● **Action item**:
The records that follow must be repeated verbatim, every one of them.

[Collected data entries]
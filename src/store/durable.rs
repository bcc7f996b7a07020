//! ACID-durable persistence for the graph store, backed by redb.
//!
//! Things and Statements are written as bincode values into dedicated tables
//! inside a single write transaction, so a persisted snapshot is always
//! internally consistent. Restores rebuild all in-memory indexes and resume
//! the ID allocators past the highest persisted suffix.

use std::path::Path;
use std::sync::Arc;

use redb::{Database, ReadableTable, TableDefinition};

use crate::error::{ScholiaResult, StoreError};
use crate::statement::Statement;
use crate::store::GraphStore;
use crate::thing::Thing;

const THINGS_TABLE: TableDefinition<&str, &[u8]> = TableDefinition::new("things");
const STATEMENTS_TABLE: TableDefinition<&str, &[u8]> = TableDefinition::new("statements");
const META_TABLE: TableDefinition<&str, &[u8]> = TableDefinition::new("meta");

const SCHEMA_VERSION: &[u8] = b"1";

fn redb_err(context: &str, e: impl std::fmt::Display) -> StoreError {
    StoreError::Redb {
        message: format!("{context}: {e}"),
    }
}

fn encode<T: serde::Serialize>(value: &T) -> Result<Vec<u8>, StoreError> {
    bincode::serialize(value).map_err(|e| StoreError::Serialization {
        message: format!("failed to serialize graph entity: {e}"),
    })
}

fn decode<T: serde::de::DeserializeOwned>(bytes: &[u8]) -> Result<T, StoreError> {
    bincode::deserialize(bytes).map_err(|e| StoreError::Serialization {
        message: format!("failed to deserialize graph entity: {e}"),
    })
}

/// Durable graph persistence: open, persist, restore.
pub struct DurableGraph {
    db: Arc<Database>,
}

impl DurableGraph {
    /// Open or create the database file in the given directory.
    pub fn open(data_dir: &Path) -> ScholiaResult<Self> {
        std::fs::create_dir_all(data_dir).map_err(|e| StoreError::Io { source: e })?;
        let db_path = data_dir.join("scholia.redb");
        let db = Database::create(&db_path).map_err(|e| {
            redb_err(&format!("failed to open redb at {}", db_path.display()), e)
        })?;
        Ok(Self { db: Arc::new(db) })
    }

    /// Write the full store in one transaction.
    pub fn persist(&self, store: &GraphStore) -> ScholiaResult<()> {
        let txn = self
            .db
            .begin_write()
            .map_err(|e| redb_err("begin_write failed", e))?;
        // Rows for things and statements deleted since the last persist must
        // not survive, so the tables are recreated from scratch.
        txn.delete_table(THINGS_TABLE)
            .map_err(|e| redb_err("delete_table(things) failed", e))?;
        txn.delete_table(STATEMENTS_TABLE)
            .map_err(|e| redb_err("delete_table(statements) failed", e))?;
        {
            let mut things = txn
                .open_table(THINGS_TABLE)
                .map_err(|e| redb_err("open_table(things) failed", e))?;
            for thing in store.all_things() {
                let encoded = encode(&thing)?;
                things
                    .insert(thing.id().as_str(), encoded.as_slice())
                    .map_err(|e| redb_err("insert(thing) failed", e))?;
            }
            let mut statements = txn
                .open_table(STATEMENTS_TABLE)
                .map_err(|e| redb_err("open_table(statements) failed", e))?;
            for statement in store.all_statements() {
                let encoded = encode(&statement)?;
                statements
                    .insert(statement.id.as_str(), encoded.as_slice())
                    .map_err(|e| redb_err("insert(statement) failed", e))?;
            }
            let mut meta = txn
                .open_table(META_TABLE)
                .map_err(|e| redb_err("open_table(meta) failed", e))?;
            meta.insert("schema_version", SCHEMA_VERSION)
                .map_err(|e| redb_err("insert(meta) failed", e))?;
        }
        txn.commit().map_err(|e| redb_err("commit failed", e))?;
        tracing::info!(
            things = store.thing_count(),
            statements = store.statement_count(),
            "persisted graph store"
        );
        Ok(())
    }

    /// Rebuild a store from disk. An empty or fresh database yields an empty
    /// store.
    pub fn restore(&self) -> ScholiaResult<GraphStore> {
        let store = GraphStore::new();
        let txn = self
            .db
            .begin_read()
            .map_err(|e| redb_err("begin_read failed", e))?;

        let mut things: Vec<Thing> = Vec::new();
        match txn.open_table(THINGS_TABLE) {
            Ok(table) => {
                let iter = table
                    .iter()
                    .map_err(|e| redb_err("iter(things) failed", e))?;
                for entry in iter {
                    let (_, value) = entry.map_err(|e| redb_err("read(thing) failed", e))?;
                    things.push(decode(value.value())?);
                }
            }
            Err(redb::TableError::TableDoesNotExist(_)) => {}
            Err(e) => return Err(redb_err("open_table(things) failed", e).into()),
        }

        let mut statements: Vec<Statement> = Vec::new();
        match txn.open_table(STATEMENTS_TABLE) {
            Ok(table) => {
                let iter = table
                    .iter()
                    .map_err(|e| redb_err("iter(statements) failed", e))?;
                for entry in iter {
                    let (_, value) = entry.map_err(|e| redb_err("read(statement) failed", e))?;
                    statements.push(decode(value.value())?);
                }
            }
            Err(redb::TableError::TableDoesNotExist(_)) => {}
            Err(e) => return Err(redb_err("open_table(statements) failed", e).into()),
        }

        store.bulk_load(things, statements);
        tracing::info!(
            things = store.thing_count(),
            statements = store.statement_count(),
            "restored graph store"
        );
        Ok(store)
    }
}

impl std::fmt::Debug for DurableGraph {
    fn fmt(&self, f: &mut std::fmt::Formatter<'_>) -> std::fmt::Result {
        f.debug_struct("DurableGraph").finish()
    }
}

● **Finished task**:
filename src/store/durable.rs
repository bcc7f996b7a07020
//! ACID-durable persistence for the graph store, backed by redb.
//!
//! Things and Statements are written as bincode values into dedicated tables
//! inside a single write transaction, so a persisted snapshot is always
//! internally consistent. Restores rebuild all in-memory indexes and resume
//! the ID allocators past the highest persisted suffix.

use std::path::Path;
use std::sync::Arc;

use redb::{Database, ReadableTable, TableDefinition};

use crate::error::{ScholiaResult, StoreError};
use crate::statement::Statement;
use crate::store::GraphStore;
use crate::thing::Thing;

const THINGS_TABLE: TableDefinition<&str, &[u8]> = TableDefinition::new("things");
const STATEMENTS_TABLE: TableDefinition<&str, &[u8]> = TableDefinition::new("statements");
const META_TABLE: TableDefinition<&str, &[u8]> = TableDefinition::new("meta");

const SCHEMA_VERSION: &[u8] = b"1";

fn redb_err(context: &str, e: impl std::fmt::Display) -> StoreError {
    StoreError::Redb {
        message: format!("{context}: {e}"),
    }
}

fn encode<T: serde::Serialize>(value: &T) -> Result<Vec<u8>, StoreError> {
    bincode::serialize(value).map_err(|e| StoreError::Serialization {
        message: format!("failed to serialize graph entity: {e}"),
    })
}

fn decode<T: serde::de::DeserializeOwned>(bytes: &[u8]) -> Result<T, StoreError> {
    bincode::deserialize(bytes).map_err(|e| StoreError::Serialization {
        message: format!("failed to deserialize graph entity: {e}"),
    })
}

/// Durable graph persistence: open, persist, restore.
pub struct DurableGraph {
    db: Arc<Database>,
}

impl DurableGraph {
    /// Open or create the database file in the given directory.
    pub fn open(data_dir: &Path) -> ScholiaResult<Self> {
        std::fs::create_dir_all(data_dir).map_err(|e| StoreError::Io { source: e })?;
        let db_path = data_dir.join("scholia.redb");
        let db = Database::create(&db_path).map_err(|e| {
            redb_err(&format!("failed to open redb at {}", db_path.display()), e)
        })?;
        Ok(Self { db: Arc::new(db) })
    }

    /// Write the full store in one transaction.
    pub fn persist(&self, store: &GraphStore) -> ScholiaResult<()> {
        let txn = self
            .db
            .begin_write()
            .map_err(|e| redb_err("begin_write failed", e))?;
        // Rows for things and statements deleted since the last persist must
        // not survive, so the tables are recreated from scratch.
        txn.delete_table(THINGS_TABLE)
            .map_err(|e| redb_err("delete_table(things) failed", e))?;
        txn.delete_table(STATEMENTS_TABLE)
            .map_err(|e| redb_err("delete_table(statements) failed", e))?;
        {
            let mut things = txn
                .open_table(THINGS_TABLE)
                .map_err(|e| redb_err("open_table(things) failed", e))?;
            for thing in store.all_things() {
                let encoded = encode(&thing)?;
                things
                    .insert(thing.id().as_str(), encoded.as_slice())
                    .map_err(|e| redb_err("insert(thing) failed", e))?;
            }
            let mut statements = txn
                .open_table(STATEMENTS_TABLE)
                .map_err(|e| redb_err("open_table(statements) failed", e))?;
            for statement in store.all_statements() {
                let encoded = encode(&statement)?;
                statements
                    .insert(statement.id.as_str(), encoded.as_slice())
                    .map_err(|e| redb_err("insert(statement) failed", e))?;
            }
            let mut meta = txn
                .open_table(META_TABLE)
                .map_err(|e| redb_err("open_table(meta) failed", e))?;
            meta.insert("schema_version", SCHEMA_VERSION)
                .map_err(|e| redb_err("insert(meta) failed", e))?;
        }
        txn.commit().map_err(|e| redb_err("commit failed", e))?;
        tracing::info!(
            things = store.thing_count(),
            statements = store.statement_count(),
            "persisted graph store"
        );
        Ok(())
    }

    /// Rebuild a store from disk. An empty or fresh database yields an empty
    /// store.
    pub fn restore(&self) -> ScholiaResult<GraphStore> {
        let store = GraphStore::new();
        let txn = self
            .db
            .begin_read()
            .map_err(|e| redb_err("begin_read failed", e))?;

        let mut things: Vec<Thing> = Vec::new();
        match txn.open_table(THINGS_TABLE) {
            Ok(table) => {
                let iter = table
                    .iter()
                    .map_err(|e| redb_err("iter(things) failed", e))?;
                for entry in iter {
                    let (_, value) = entry.map_err(|e| redb_err("read(thing) failed", e))?;
                    things.push(decode(value.value())?);
                }
            }
            Err(redb::TableError::TableDoesNotExist(_)) => {}
            Err(e) => return Err(redb_err("open_table(things) failed", e).into()),
        }

        let mut statements: Vec<Statement> = Vec::new();
        match txn.open_table(STATEMENTS_TABLE) {
            Ok(table) => {
                let iter = table
                    .iter()
                    .map_err(|e| redb_err("iter(statements) failed", e))?;
                for entry in iter {
                    let (_, value) = entry.map_err(|e| redb_err("read(statement) failed", e))?;
                    statements.push(decode(value.value())?);
                }
            }
            Err(redb::TableError::TableDoesNotExist(_)) => {}
            Err(e) => return Err(redb_err("open_table(statements) failed", e).into()),
        }

        store.bulk_load(things, statements);
        tracing::info!(
            things = store.thing_count(),
            statements = store.statement_count(),
            "restored graph store"
        );
        Ok(store)
    }
}

impl std::fmt::Debug for DurableGraph {
    fn fmt(&self, f: &mut std::fmt::Formatter<'_>) -> std::fmt::Result {
        f.debug_struct("DurableGraph").finish()
    }
}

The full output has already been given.